EXTRAIT DE LA REVUE LA SEMAINE JURIDIQUE – ÉDITION GÉNÉRALE – N° 51 – 16 DÉCEMBRE 2019
LA SEMAINE DU DROIT INTERNATIONAL ET EUROPÉEN
Un coup d’arrêt dans la montée en puissance des exigences de la Cour de justice
Fabrice Picod, professeur à l’université Paris 2, directeur du centre de droit européen
CJUE, 12 déc. 2019, aff. jtes C-566/19 PPU et C-626/19 PPU, JR et YC
CJUE, 12 déc. 2019, aff. C-625/19 PPU, XD
CJUE, 12 déc. 2019, aff. C-627/19 PPU, ZB
Note Didier Rebut à paraître

Après avoir été amenée à apprécier le degré d’indépendance des autorités judiciaires d’émission d’un mandat d’arrêt européen en Allemagne, en Lituanie et en Autriche, la Cour de justice vient de se prononcer au sujet des systèmes français, belge et suédois par trois arrêts rendus le 12 décembre 2019 sur des conclusions très fermes de l’avocat général Campos Sanchez-Bordona qui avait déjà conclu dans les affaires ayant donné lieu à l’arrêt du 27 mai 2019 ( OG et PI, aff. C-508/18 et aff. C-82/19 PPU. – V. aussi JCP G 2019, act. 1284, Libres pro-pos D. Rebut) concernant les parquets de Lübeck et de Zwickau. C’est ce dernier arrêt rendu qui a suscité les doutes des juridictions luxembourgeoise et néerlandaise au sujet de l’émission de mandats d’arrêt européen par les parquets des tribunaux de Lyon et de Tours.

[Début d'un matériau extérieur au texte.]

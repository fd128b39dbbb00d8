// UI theme preference

use super::store::{KeyValueStore, StoreError};
use std::fmt;
use std::str::FromStr;

pub const THEME_KEY: &str = "theme";

#[derive(Debug, Clone, Copy, PartialEq, Eq, Default)]
pub enum Theme {
    #[default]
    Dark,
    Light,
}

impl Theme {
    pub fn as_str(self) -> &'static str {
        match self {
            Theme::Dark => "dark",
            Theme::Light => "light",
        }
    }

    pub fn toggled(self) -> Self {
        match self {
            Theme::Dark => Theme::Light,
            Theme::Light => Theme::Dark,
        }
    }
}

impl fmt::Display for Theme {
    fn fmt(&self, f: &mut fmt::Formatter<'_>) -> fmt::Result {
        f.write_str(self.as_str())
    }
}

impl FromStr for Theme {
    type Err = String;

    fn from_str(s: &str) -> Result<Self, Self::Err> {
        match s.trim().to_ascii_lowercase().as_str() {
            "dark" => Ok(Theme::Dark),
            "light" => Ok(Theme::Light),
            other => Err(format!("Unknown theme '{}' (expected dark or light)", other)),
        }
    }
}

pub fn save_theme(store: &mut dyn KeyValueStore, theme: Theme) -> Result<(), StoreError> {
    store.set(THEME_KEY, theme.as_str())
}

/// Stored theme; absent or unknown values give the dark theme
pub fn load_theme(store: &dyn KeyValueStore) -> Theme {
    match store.get(THEME_KEY) {
        Ok(Some(value)) => value.parse().unwrap_or_else(|e| {
            log::warn!("{}", e);
            Theme::default()
        }),
        Ok(None) => Theme::default(),
        Err(e) => {
            log::warn!("Failed to read stored theme: {}", e);
            Theme::default()
        }
    }
}

#[cfg(test)]
mod tests {
    use super::*;
    use crate::persistence::store::MemoryStore;

    #[test]
    fn test_theme_round_trip() {
        let mut store = MemoryStore::new();
        assert_eq!(load_theme(&store), Theme::Dark);

        save_theme(&mut store, Theme::Light).unwrap();
        assert_eq!(store.get(THEME_KEY).unwrap().as_deref(), Some("light"));
        assert_eq!(load_theme(&store), Theme::Light);
    }

    #[test]
    fn test_unknown_value_is_dark() {
        let mut store = MemoryStore::new();
        store.set(THEME_KEY, "sepia").unwrap();
        assert_eq!(load_theme(&store), Theme::Dark);
    }

    #[test]
    fn test_toggle() {
        assert_eq!(Theme::Dark.toggled(), Theme::Light);
        assert_eq!(Theme::Light.toggled().toggled(), Theme::Light);
        assert_eq!("LIGHT".parse::<Theme>(), Ok(Theme::Light));
    }
}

On sait que le système allemand avait été considéré comme non compatible avec les exigences de l’article 6 de la décision-cadre 2002/584/JAI relative au mandat d’arrêt européen et aux procédures de remise entre États membres (JOUE n° L 190, 18 juill. 2002, p. 1) au motif que les parquets allemands étaient « exposés au risque d’être soumis, directement ou indirectement, à des ordres ou à des instructions individuels de la part du pouvoir exécutif, tel qu’un ministre de la Justice, dans le cadre de l’adoption d’une décision relative à l’émission d’un mandat d’arrêt européen ».
À la différence du système allemand, le ministère public français n’est plus soumis à des instructions individuelles mais doit encore respecter, en vertu de l’article 30 du CPP, les instructions générales du ministre de la Justice en charge de conduire la politique pénale de la France qui est déterminée par le Gouvernement. La force de l’argument du gouvernement français reposant sur l’article 64 de la Constitution qui garantit l’indépendance de l’autorité judiciaire composée de magistrats du siège et du parquet et consistant à souligner que le ministère public exerce ses fonctions de manière objective sans recevoir d’instruction individuelle a convaincu la Cour de justice. Cela a suffi à « démontrer que, en France, les magistrats du parquet disposent du pouvoir d’apprécier de manière indépendante, notamment par rapport au pouvoir exécutif, la nécessité et le caractère proportionné de l’émission d’un mandat d’arrêt européen et exercent ce pouvoir de manière objective, en prenant en compte tous les éléments à charge et à décharge » (aff. jtes C-566/19 PPU et C-626/19 PPU, pt 55).
La question inédite du pouvoir hiérarchique du procureur général à l’égard des procureurs de la République, prévu à l’article 36 du CPP, n’a pas soulevé de difficulté dans la mesure où il s’agit d’une hiérarchie interne inhérente à toute structure juridictionnelle, les instructions individuelles n’émanant pas du pouvoir exécutif.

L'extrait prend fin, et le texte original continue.